[WORK ORDER]
Return all lines from the entries below in which the word "通用公共许可证" is present.

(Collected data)
★ ★ ★ ★

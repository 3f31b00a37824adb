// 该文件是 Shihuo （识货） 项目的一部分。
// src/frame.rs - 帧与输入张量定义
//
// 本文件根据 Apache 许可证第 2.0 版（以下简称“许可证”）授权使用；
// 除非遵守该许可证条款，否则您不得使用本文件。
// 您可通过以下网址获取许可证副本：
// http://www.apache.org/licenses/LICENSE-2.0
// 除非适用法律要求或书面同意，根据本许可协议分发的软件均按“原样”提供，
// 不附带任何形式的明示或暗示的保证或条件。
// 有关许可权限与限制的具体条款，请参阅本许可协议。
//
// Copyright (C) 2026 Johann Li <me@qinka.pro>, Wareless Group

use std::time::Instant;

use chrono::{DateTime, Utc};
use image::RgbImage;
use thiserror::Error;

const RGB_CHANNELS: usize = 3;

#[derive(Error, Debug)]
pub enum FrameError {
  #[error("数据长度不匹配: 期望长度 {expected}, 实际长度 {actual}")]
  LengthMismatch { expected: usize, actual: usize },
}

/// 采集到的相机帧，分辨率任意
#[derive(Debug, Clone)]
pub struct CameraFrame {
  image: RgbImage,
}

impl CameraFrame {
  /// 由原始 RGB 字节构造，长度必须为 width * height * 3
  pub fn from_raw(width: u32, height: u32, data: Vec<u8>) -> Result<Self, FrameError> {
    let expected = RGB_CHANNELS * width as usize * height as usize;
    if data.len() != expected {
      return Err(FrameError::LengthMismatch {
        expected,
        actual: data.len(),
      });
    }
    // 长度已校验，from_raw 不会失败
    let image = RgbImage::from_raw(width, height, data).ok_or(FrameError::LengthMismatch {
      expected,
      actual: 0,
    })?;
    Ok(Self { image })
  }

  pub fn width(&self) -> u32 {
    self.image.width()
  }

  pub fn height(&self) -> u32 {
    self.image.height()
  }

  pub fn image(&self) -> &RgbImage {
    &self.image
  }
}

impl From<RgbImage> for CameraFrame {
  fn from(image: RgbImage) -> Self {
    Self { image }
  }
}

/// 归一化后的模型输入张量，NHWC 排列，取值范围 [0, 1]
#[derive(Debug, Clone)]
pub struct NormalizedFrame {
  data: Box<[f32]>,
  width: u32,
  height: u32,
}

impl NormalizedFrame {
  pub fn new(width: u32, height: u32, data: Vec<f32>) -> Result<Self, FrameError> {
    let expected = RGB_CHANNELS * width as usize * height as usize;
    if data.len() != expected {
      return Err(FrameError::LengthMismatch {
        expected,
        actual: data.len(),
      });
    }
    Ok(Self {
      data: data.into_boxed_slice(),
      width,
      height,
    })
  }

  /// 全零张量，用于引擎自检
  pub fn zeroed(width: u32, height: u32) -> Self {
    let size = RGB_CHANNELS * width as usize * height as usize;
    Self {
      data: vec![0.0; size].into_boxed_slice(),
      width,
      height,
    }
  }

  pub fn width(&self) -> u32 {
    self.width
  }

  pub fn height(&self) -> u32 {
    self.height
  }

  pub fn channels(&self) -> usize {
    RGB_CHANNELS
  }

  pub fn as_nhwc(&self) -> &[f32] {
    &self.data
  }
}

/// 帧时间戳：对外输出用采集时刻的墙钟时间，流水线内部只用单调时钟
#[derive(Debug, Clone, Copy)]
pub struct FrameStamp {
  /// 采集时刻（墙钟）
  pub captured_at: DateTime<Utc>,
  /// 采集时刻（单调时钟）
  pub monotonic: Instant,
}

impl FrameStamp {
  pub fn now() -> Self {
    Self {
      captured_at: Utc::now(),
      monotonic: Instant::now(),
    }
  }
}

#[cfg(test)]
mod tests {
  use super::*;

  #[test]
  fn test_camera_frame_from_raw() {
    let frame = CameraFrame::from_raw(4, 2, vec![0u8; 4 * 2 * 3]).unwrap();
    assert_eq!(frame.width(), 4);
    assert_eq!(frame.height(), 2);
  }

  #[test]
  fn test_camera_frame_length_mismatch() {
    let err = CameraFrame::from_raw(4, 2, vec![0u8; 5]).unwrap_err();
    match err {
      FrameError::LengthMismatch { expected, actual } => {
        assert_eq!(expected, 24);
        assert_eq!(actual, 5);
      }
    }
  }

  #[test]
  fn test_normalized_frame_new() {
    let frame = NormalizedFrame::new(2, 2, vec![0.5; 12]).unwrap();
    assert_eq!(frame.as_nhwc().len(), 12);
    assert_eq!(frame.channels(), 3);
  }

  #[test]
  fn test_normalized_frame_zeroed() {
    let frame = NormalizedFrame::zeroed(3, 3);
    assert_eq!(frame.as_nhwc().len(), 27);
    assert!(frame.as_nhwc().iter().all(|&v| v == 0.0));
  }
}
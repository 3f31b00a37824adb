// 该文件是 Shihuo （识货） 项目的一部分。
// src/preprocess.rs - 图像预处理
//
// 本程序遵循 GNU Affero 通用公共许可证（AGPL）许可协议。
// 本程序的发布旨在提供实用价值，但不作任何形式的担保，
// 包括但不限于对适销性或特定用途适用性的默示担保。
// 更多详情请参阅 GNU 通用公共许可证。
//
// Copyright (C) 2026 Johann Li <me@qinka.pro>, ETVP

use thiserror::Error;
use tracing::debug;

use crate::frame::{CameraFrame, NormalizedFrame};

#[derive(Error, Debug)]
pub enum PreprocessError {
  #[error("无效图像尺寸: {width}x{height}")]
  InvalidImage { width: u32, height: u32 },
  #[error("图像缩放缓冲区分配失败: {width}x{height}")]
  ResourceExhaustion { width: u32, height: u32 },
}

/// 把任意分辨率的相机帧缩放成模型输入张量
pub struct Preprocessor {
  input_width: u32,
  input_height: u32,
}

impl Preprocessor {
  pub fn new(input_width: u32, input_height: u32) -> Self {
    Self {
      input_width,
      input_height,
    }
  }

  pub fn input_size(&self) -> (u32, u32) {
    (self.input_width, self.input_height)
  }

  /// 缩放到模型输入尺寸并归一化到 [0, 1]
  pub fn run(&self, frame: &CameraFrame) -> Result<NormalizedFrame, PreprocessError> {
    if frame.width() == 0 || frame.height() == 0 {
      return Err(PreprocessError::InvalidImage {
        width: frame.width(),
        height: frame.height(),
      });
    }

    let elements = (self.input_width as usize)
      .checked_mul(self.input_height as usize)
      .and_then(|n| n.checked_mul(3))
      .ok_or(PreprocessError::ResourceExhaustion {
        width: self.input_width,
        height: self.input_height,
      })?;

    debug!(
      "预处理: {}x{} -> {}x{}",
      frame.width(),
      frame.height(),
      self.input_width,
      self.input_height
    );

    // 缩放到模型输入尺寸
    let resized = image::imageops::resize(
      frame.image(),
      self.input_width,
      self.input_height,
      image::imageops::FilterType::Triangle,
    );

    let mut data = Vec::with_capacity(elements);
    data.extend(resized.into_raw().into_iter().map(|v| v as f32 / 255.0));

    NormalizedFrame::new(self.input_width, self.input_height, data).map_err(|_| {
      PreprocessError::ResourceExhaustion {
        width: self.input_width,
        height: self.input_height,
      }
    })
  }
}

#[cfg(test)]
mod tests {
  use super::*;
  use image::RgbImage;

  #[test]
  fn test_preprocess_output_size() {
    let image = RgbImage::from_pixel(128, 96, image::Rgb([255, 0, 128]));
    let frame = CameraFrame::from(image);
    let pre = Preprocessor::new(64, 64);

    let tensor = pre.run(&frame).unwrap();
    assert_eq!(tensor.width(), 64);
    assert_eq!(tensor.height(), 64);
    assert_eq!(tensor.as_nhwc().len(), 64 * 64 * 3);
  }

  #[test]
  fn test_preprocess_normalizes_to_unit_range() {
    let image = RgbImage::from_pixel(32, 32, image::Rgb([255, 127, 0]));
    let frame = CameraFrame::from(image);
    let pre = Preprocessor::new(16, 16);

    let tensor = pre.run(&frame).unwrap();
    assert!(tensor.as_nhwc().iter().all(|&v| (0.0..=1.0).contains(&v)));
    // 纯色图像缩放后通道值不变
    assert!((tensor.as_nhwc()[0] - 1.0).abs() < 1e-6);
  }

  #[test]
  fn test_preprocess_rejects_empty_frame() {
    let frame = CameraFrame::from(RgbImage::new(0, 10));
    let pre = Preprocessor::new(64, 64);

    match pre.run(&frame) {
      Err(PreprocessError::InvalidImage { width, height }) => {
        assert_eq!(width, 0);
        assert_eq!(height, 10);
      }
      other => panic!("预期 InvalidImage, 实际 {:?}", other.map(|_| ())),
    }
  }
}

★ ★ ★ ★

[COMPLETED EXERCISE]
// 本程序遵循 GNU Affero 通用公共许可证（AGPL）许可协议。
// 更多详情请参阅 GNU 通用公共许可证。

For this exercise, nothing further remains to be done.